### Problem
Pull every line from the records that has the word "write" in it.

__________

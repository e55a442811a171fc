//! Group action

use crate::action::Action;
use crate::runner::ActionRunner;
use ae_core::{ActionData, AutomationData, AutomationResult};
use indexmap::IndexMap;
use std::sync::Arc;
use tracing::debug;

/// Runs its children sequentially or concurrently.
///
/// Sequential groups stop at the first child error. Parallel groups let every
/// child finish and then surface the first error in declaration order. An
/// empty group succeeds immediately.
#[derive(Debug)]
pub struct GroupAction {
    actions: Vec<Arc<Action>>,
    parallel: bool,
}

impl GroupAction {
    pub fn new(actions: Vec<Arc<Action>>, parallel: bool) -> Self {
        Self { actions, parallel }
    }

    pub fn sequential(actions: Vec<Arc<Action>>) -> Self {
        Self::new(actions, false)
    }

    pub fn parallel(actions: Vec<Arc<Action>>) -> Self {
        Self::new(actions, true)
    }

    pub fn actions(&self) -> &[Arc<Action>] {
        &self.actions
    }

    pub fn is_parallel(&self) -> bool {
        self.parallel
    }

    pub(crate) async fn run(
        &self,
        ctx: &Arc<AutomationData>,
        data: &mut ActionData,
    ) -> AutomationResult<()> {
        debug!(
            children = self.actions.len(),
            parallel = self.parallel,
            "Running group"
        );

        let runner = ActionRunner::new();
        let mut children = IndexMap::new();
        let result = if self.parallel {
            runner.run_parallel(ctx, &self.actions, &mut children).await
        } else {
            runner.run_sequence(ctx, &self.actions, &mut children).await
        };

        if let Some(group) = data.group_mut() {
            group.children = children;
        }
        result
    }
}
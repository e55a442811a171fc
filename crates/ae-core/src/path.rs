//! Object paths and property names
//!
//! Paths use JSON pointer syntax (`/variables/quote/0/amount`). The leading
//! slash is optional, and `~1` / `~0` escape `/` and `~` inside a segment.

use regex::Regex;
use std::fmt;
use std::sync::OnceLock;

/// Message reported when a property name fails validation
pub const INVALID_PROPERTY_NAME_MESSAGE: &str =
    "Object property key must have a valid property name";

/// Parsed object path
#[derive(Debug, Clone, PartialEq, Eq, Default)]
pub struct ObjectPath {
    segments: Vec<String>,
}

impl ObjectPath {
    /// Parse a pointer-style path; empty segments are ignored
    pub fn parse(path: &str) -> Self {
        let segments = path
            .split('/')
            .filter(|s| !s.is_empty())
            .map(|s| s.replace("~1", "/").replace("~0", "~"))
            .collect();
        Self { segments }
    }

    pub fn from_segments(segments: impl IntoIterator<Item = impl Into<String>>) -> Self {
        Self {
            segments: segments.into_iter().map(Into::into).collect(),
        }
    }

    pub fn segments(&self) -> &[String] {
        &self.segments
    }

    pub fn is_root(&self) -> bool {
        self.segments.is_empty()
    }

    /// First segment and the remainder
    pub fn split_first(&self) -> Option<(&str, &[String])> {
        self.segments
            .split_first()
            .map(|(first, rest)| (first.as_str(), rest))
    }

    /// Append a segment
    pub fn join(&self, segment: impl Into<String>) -> Self {
        let mut segments = self.segments.clone();
        segments.push(segment.into());
        Self { segments }
    }
}

impl fmt::Display for ObjectPath {
    fn fmt(&self, f: &mut fmt::Formatter<'_>) -> fmt::Result {
        if self.segments.is_empty() {
            return write!(f, "/");
        }
        for segment in &self.segments {
            write!(f, "/{}", segment.replace('~', "~0").replace('/', "~1"))?;
        }
        Ok(())
    }
}

impl From<&str> for ObjectPath {
    fn from(path: &str) -> Self {
        Self::parse(path)
    }
}

fn property_name_regex() -> &'static Regex {
    static REGEX: OnceLock<Regex> = OnceLock::new();
    // lowercase or underscore first, then identifier characters
    REGEX.get_or_init(|| Regex::new(r"^[a-z_][A-Za-z0-9_]*$").expect("valid regex"))
}

/// Check a property name against the variable/object key grammar
pub fn is_valid_property_name(name: &str) -> bool {
    property_name_regex().is_match(name)
}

__________

### Solution to this exercise
            return write!(f, "/");
            write!(f, "/{}", segment.replace('~', "~0").replace('/', "~1"))?;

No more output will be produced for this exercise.